One thing that is bothersome in my mind is that I don’t see dovetails used with stresses like this. Think of a drawer front. The dovetails are pulled on in line with the sides of the drawer. What I getting at is we have different types of joints for different applications.
I really enjoy your presentation thanks for all you share with us.
I love how you can make something educational really entertaining. That’s a skill not everyone can pull off. I thought it was funny when said you built a contraption to hold the joint for the test but it’s just the spline jig. Great Video!!! Keep them coming
Thank you so much, Bourbon Moth Woodworking.

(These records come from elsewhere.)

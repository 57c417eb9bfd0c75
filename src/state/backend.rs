//! Durable key/value backends behind [`StateStore`](super::StateStore).

use std::collections::HashMap;
use std::path::Path;
use std::sync::atomic::{AtomicBool, Ordering};
use std::sync::Mutex;

use super::errors::StateError;

const TREE_STATE: &str = "pinotify_state";

/// Byte-level persistence used by the state store. Every `store`/`remove` must be
/// durable when it returns `Ok`.
pub trait StateBackend: Send + Sync {
    fn load(&self, key: &'static str) -> Result<Option<Vec<u8>>, StateError>;
    fn store(&self, key: &'static str, value: &[u8]) -> Result<(), StateError>;
    fn remove(&self, key: &'static str) -> Result<(), StateError>;
}

/// Sled-backed persistence; each write is flushed before returning.
pub struct SledBackend {
    _db: sled::Db,
    state: sled::Tree,
}

impl SledBackend {
    pub fn open<P: AsRef<Path>>(path: P) -> Result<Self, StateError> {
        let path_ref = path.as_ref();
        std::fs::create_dir_all(path_ref)?;
        let db = sled::open(path_ref)?;
        let state = db.open_tree(TREE_STATE)?;
        Ok(Self { _db: db, state })
    }
}

impl StateBackend for SledBackend {
    fn load(&self, key: &'static str) -> Result<Option<Vec<u8>>, StateError> {
        Ok(self.state.get(key.as_bytes())?.map(|v| v.to_vec()))
    }

    fn store(&self, key: &'static str, value: &[u8]) -> Result<(), StateError> {
        self.state.insert(key.as_bytes(), value)?;
        self.state.flush()?;
        Ok(())
    }

    fn remove(&self, key: &'static str) -> Result<(), StateError> {
        self.state.remove(key.as_bytes())?;
        self.state.flush()?;
        Ok(())
    }
}

/// Process-local backend. Writes can be made to fail on demand, which lets callers
/// exercise the persistence error path.
#[derive(Default)]
pub struct MemoryBackend {
    entries: Mutex<HashMap<&'static str, Vec<u8>>>,
    reject_writes: AtomicBool,
}

impl MemoryBackend {
    pub fn new() -> Self {
        Self::default()
    }

    /// While set, `store` and `remove` fail without touching the stored entries.
    pub fn reject_writes(&self, reject: bool) {
        self.reject_writes.store(reject, Ordering::SeqCst);
    }

    fn check_writable(&self, key: &'static str) -> Result<(), StateError> {
        if self.reject_writes.load(Ordering::SeqCst) {
            return Err(StateError::WriteRejected {
                key,
                reason: "backend is read-only".to_string(),
            });
        }
        Ok(())
    }
}

impl StateBackend for MemoryBackend {
    fn load(&self, key: &'static str) -> Result<Option<Vec<u8>>, StateError> {
        let entries = self.entries.lock().unwrap_or_else(|p| p.into_inner());
        Ok(entries.get(key).cloned())
    }

    fn store(&self, key: &'static str, value: &[u8]) -> Result<(), StateError> {
        self.check_writable(key)?;
        let mut entries = self.entries.lock().unwrap_or_else(|p| p.into_inner());
        entries.insert(key, value.to_vec());
        Ok(())
    }

    fn remove(&self, key: &'static str) -> Result<(), StateError> {
        self.check_writable(key)?;
        let mut entries = self.entries.lock().unwrap_or_else(|p| p.into_inner());
        entries.remove(key);
        Ok(())
    }
}

impl<B: StateBackend + ?Sized> StateBackend for std::sync::Arc<B> {
    fn load(&self, key: &'static str) -> Result<Option<Vec<u8>>, StateError> {
        (**self).load(key)
    }

    fn store(&self, key: &'static str, value: &[u8]) -> Result<(), StateError> {
        (**self).store(key, value)
    }

    fn remove(&self, key: &'static str) -> Result<(), StateError> {
        (**self).remove(key)
    }
}
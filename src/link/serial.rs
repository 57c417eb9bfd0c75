//! Serial connector for the indicator. Bluetooth SPP links appear as RFCOMM ttys
//! (`/dev/rfcomm0`), so the same path serves wired and wireless indicators.

use std::io::{self, Read, Write};
use std::path::Path;
use std::time::Duration;

use log::{debug, info};
use serialport::SerialPort;

use super::{LinkConnector, LinkError, LinkStream};

pub struct SerialConnector {
    baud_rate: u32,
    read_timeout: Duration,
    settle: Duration,
}

impl SerialConnector {
    pub fn new(baud_rate: u32) -> Self {
        Self {
            baud_rate,
            read_timeout: Duration::from_millis(500),
            settle: Duration::from_millis(150),
        }
    }

    /// Read timeout bounds how long the listener takes to notice a closed session.
    pub fn with_read_timeout(mut self, timeout: Duration) -> Self {
        self.read_timeout = timeout;
        self
    }

    pub fn with_settle(mut self, settle: Duration) -> Self {
        self.settle = settle;
        self
    }
}

impl LinkConnector for SerialConnector {
    fn resolve(&self, remote: &str) -> Result<String, LinkError> {
        match serialport::available_ports() {
            Ok(ports) if ports.iter().any(|p| p.port_name == remote) => {
                debug!("Found {} among {} serial ports", remote, ports.len());
                return Ok(remote.to_string());
            }
            Ok(_) => {}
            Err(e) => debug!("Serial port enumeration failed: {}", e),
        }
        // RFCOMM bindings are often missing from enumeration but exist as device nodes.
        if Path::new(remote).exists() {
            Ok(remote.to_string())
        } else {
            Err(LinkError::DeviceNotFound(remote.to_string()))
        }
    }

    fn open(&self, address: &str) -> Result<Box<dyn LinkStream>, LinkError> {
        let mut builder = serialport::new(address, self.baud_rate).timeout(self.read_timeout);
        #[cfg(unix)]
        {
            builder = builder
                .data_bits(serialport::DataBits::Eight)
                .stop_bits(serialport::StopBits::One)
                .parity(serialport::Parity::None);
        }
        let mut port = builder.open().map_err(|e| LinkError::OpenFailed {
            address: address.to_string(),
            reason: e.to_string(),
        })?;

        // Raise DTR/RTS so the remote end sees a live peer, then let it settle.
        let _ = port.write_data_terminal_ready(true);
        let _ = port.write_request_to_send(true);
        std::thread::sleep(self.settle);

        // Anything already buffered predates this session.
        if let Ok(available) = port.bytes_to_read() {
            if available > 0 {
                let _ = port.clear(serialport::ClearBuffer::Input);
                debug!("Discarded {} stale bytes from {}", available, address);
            }
        }

        info!("Opened serial link {} at {} baud", address, self.baud_rate);
        Ok(Box::new(SerialStream { port: Some(port) }))
    }
}

struct SerialStream {
    port: Option<Box<dyn SerialPort>>,
}

impl SerialStream {
    fn port(&mut self) -> io::Result<&mut Box<dyn SerialPort>> {
        self.port
            .as_mut()
            .ok_or_else(|| io::Error::new(io::ErrorKind::NotConnected, "serial port closed"))
    }
}

impl Read for SerialStream {
    fn read(&mut self, buf: &mut [u8]) -> io::Result<usize> {
        self.port()?.read(buf)
    }
}

impl Write for SerialStream {
    fn write(&mut self, buf: &[u8]) -> io::Result<usize> {
        self.port()?.write(buf)
    }

    fn flush(&mut self) -> io::Result<()> {
        self.port()?.flush()
    }
}

impl LinkStream for SerialStream {
    fn try_clone_reader(&self) -> io::Result<Box<dyn Read + Send>> {
        let port = self
            .port
            .as_ref()
            .ok_or_else(|| io::Error::new(io::ErrorKind::NotConnected, "serial port closed"))?;
        let clone = port.try_clone().map_err(io::Error::from)?;
        Ok(Box::new(clone))
    }

    fn close(&mut self) -> io::Result<()> {
        self.port.take();
        Ok(())
    }
}
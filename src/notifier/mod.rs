//! # Notifier Service
//!
//! Wires the state store, sync client and command encoder together and runs the
//! trigger loop:
//!
//! ```text
//! push / poll timer / user ──▶ Trigger queue ──▶ request_sync ──▶ StateStore
//!                                    ▲                               │ message changed
//!     indicator dismiss (0x00) ──────┘ Ack                           ▼
//!                                                          CommandEncoder ──▶ LinkTransport
//! ```
//!
//! Each trigger runs on its own task, so a slow backend call never delays a blink
//! and a link stuck in its retry loop never delays a sync.

mod trigger;

use std::sync::Arc;
use std::time::Duration;

use log::{debug, info, warn};
use tokio::sync::mpsc;
use tokio::task::JoinHandle;
use tokio::time::{interval_at, Instant, Interval, MissedTickBehavior};

use crate::command::CommandEncoder;
use crate::logutil::escape_log;
use crate::state::{ActiveMessage, MessageListener, StateError, StateStore};
use crate::sync::{SyncClient, SyncError};
pub use trigger::{Trigger, TriggerHandle};

/// UI surface that writes the displayed message to the log.
#[derive(Debug, Default)]
pub struct LogDisplay;

impl MessageListener for LogDisplay {
    fn message_changed(&self, message: Option<&ActiveMessage>) {
        match message {
            Some(m) => info!(
                "Displaying message from {}: {}",
                escape_log(&m.sender),
                escape_log(&m.body)
            ),
            None => info!("Display cleared"),
        }
    }
}

#[derive(Clone)]
pub struct Notifier {
    store: Arc<StateStore>,
    sync: Arc<SyncClient>,
    encoder: CommandEncoder,
}

impl Notifier {
    /// Connect the pieces: the encoder starts listening for new active messages.
    pub fn new(sync: Arc<SyncClient>, encoder: CommandEncoder) -> Self {
        let store = sync.store().clone();
        store.add_listener(Arc::new(encoder.clone()));
        Self {
            store,
            sync,
            encoder,
        }
    }

    /// Register the UI notification callback.
    pub fn add_display(&self, display: Arc<dyn MessageListener>) {
        self.store.add_listener(display);
    }

    pub fn store(&self) -> &Arc<StateStore> {
        &self.store
    }

    pub fn sync(&self) -> &Arc<SyncClient> {
        &self.sync
    }

    pub fn encoder(&self) -> &CommandEncoder {
        &self.encoder
    }

    /// Acknowledge the active message and tell the backend the watermark moved.
    ///
    /// The watermark write and the clear are both durable before the follow-up sync
    /// is sent. A failed follow-up sync is logged; the next trigger repeats it.
    pub async fn ack_current_message(&self) -> Result<Option<ActiveMessage>, StateError> {
        let acked = self.store.acknowledge_active().await?;
        if let Some(message) = &acked {
            info!(
                "Acknowledged message from {} sent at {}",
                escape_log(&message.sender),
                message.sent_at_utc
            );
            if let Err(e) = self.sync.request_sync(None).await {
                warn!("Follow-up sync after ack failed: {}", e);
            }
        }
        Ok(acked)
    }

    /// Store a refreshed device token and sync so the backend learns it.
    pub async fn update_device_token(&self, token: &str) -> Result<(), SyncError> {
        self.store.set_device_token(token).await?;
        self.sync.request_sync(None).await?;
        Ok(())
    }

    /// Start the trigger loop. Dismiss bytes from the indicator are routed into the
    /// loop as [`Trigger::Ack`]; with `poll_interval` set a sync is triggered on
    /// that period.
    pub fn spawn(&self, poll_interval: Option<Duration>) -> (TriggerHandle, JoinHandle<()>) {
        let (tx, rx) = mpsc::unbounded_channel::<Trigger>();
        let handle = TriggerHandle::new(tx);

        let dismiss = handle.clone();
        self.encoder.register_dismisser(move || {
            if !dismiss.ack() {
                debug!("Dismiss received after notifier shutdown");
            }
        });

        let poll = poll_interval.map(|period| {
            let mut interval = interval_at(Instant::now() + period, period);
            interval.set_missed_tick_behavior(MissedTickBehavior::Skip);
            interval
        });

        let notifier = self.clone();
        let join = tokio::spawn(async move { notifier.run(rx, poll).await });
        (handle, join)
    }

    async fn run(self, mut rx: mpsc::UnboundedReceiver<Trigger>, mut poll: Option<Interval>) {
        info!("Notifier loop started");
        loop {
            tokio::select! {
                trigger = rx.recv() => match trigger {
                    Some(Trigger::Shutdown) | None => break,
                    Some(trigger) => self.dispatch(trigger),
                },
                _ = next_tick(&mut poll) => self.dispatch(Trigger::Poll),
            }
        }
        self.encoder.transport().disconnect().await;
        info!("Notifier loop stopped");
    }

    fn dispatch(&self, trigger: Trigger) {
        debug!("Trigger: {:?}", trigger);
        match trigger {
            Trigger::Push { id } => {
                self.sync.spawn_sync(id);
            }
            Trigger::Poll => {
                self.sync.spawn_sync(None);
            }
            Trigger::Ack => {
                let notifier = self.clone();
                tokio::spawn(async move {
                    if let Err(e) = notifier.ack_current_message().await {
                        warn!("Acknowledge failed: {}", e);
                    }
                });
            }
            Trigger::DeviceToken(token) => {
                let notifier = self.clone();
                tokio::spawn(async move {
                    if let Err(e) = notifier.update_device_token(&token).await {
                        warn!("Device token update incomplete: {}", e);
                    }
                });
            }
            Trigger::Shutdown => {}
        }
    }
}

async fn next_tick(poll: &mut Option<Interval>) {
    match poll {
        Some(interval) => {
            interval.tick().await;
        }
        None => std::future::pending::<()>().await,
    }
}
use thiserror::Error;

/// Errors raised by the local state store and its backends.
#[derive(Debug, Error)]
pub enum StateError {
    /// Wrapper around sled's error type.
    #[error("sled error: {0}")]
    Sled(#[from] sled::Error),

    /// Wrapper around bincode serialization and deserialization errors.
    #[error("serialization error: {0}")]
    Bincode(#[from] bincode::Error),

    /// Wrapper around IO errors (directory creation, etc.).
    #[error("io error: {0}")]
    Io(#[from] std::io::Error),

    /// The backend refused a write; nothing was persisted.
    #[error("write rejected for key {key}: {reason}")]
    WriteRejected { key: &'static str, reason: String },
}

If you are still doing this.. try angling the outside splines in your mitre joint instead of all of them being parallel with your downward force. It could be as little as 10 degrees. Also, try some angled dowels as splines toward the inside of the joint. My theory is that the angles will transfer some of the downward force into other directions (namely into the wood itself) which would weaken the overall downward force applied to the joint. I also believe that there is an optimal degree of angle for maximum strength. Too high would be much less effective and would probably weaken the joint.
Also would be interesting to see how much the material used for the splines/dowels matters.
It‘s likely that in softer/weaker woods, dowels and splines made of strong woods would have a greater impact on joint strength.
I recently saw a gizmo for drilling dowels at opposite 45 degree angles (I think on 731 woodworks‘ channel?) which locks the joint together. Thought that was interesting. I‘ve seen many finish carpenters take that approach with moulding and brad nails, angling them opposite to lock it in, but hadn‘t seen it previously with dowels.
Longer dowels too.
Great suggestion
That was an awesome and very thorough test! Thanks for doing the hard work figuring that out. :)
I've found that while butt joints offer more than enough strength in a single instance, the repeated strain of opening and closing the drawer tended to cause failure over time... but this was still a valuable and interesting video, thanks as always for posting!
Indeed, impact strength is not the same as tensile strength!
Pocket screws seem to do that over time also.
The glue surface area is part of it, you're getting (I think) 1.4x the surface area.
There's also the question of leverage. The inner corner of the joint is the fulcrum, with the board is one side of the lever and the outside corner is the other side of the lever. By using the 45 degree cut, the short lever (the joint) is lengthened by 1.4x.
I was surprised it made that much of a difference, though.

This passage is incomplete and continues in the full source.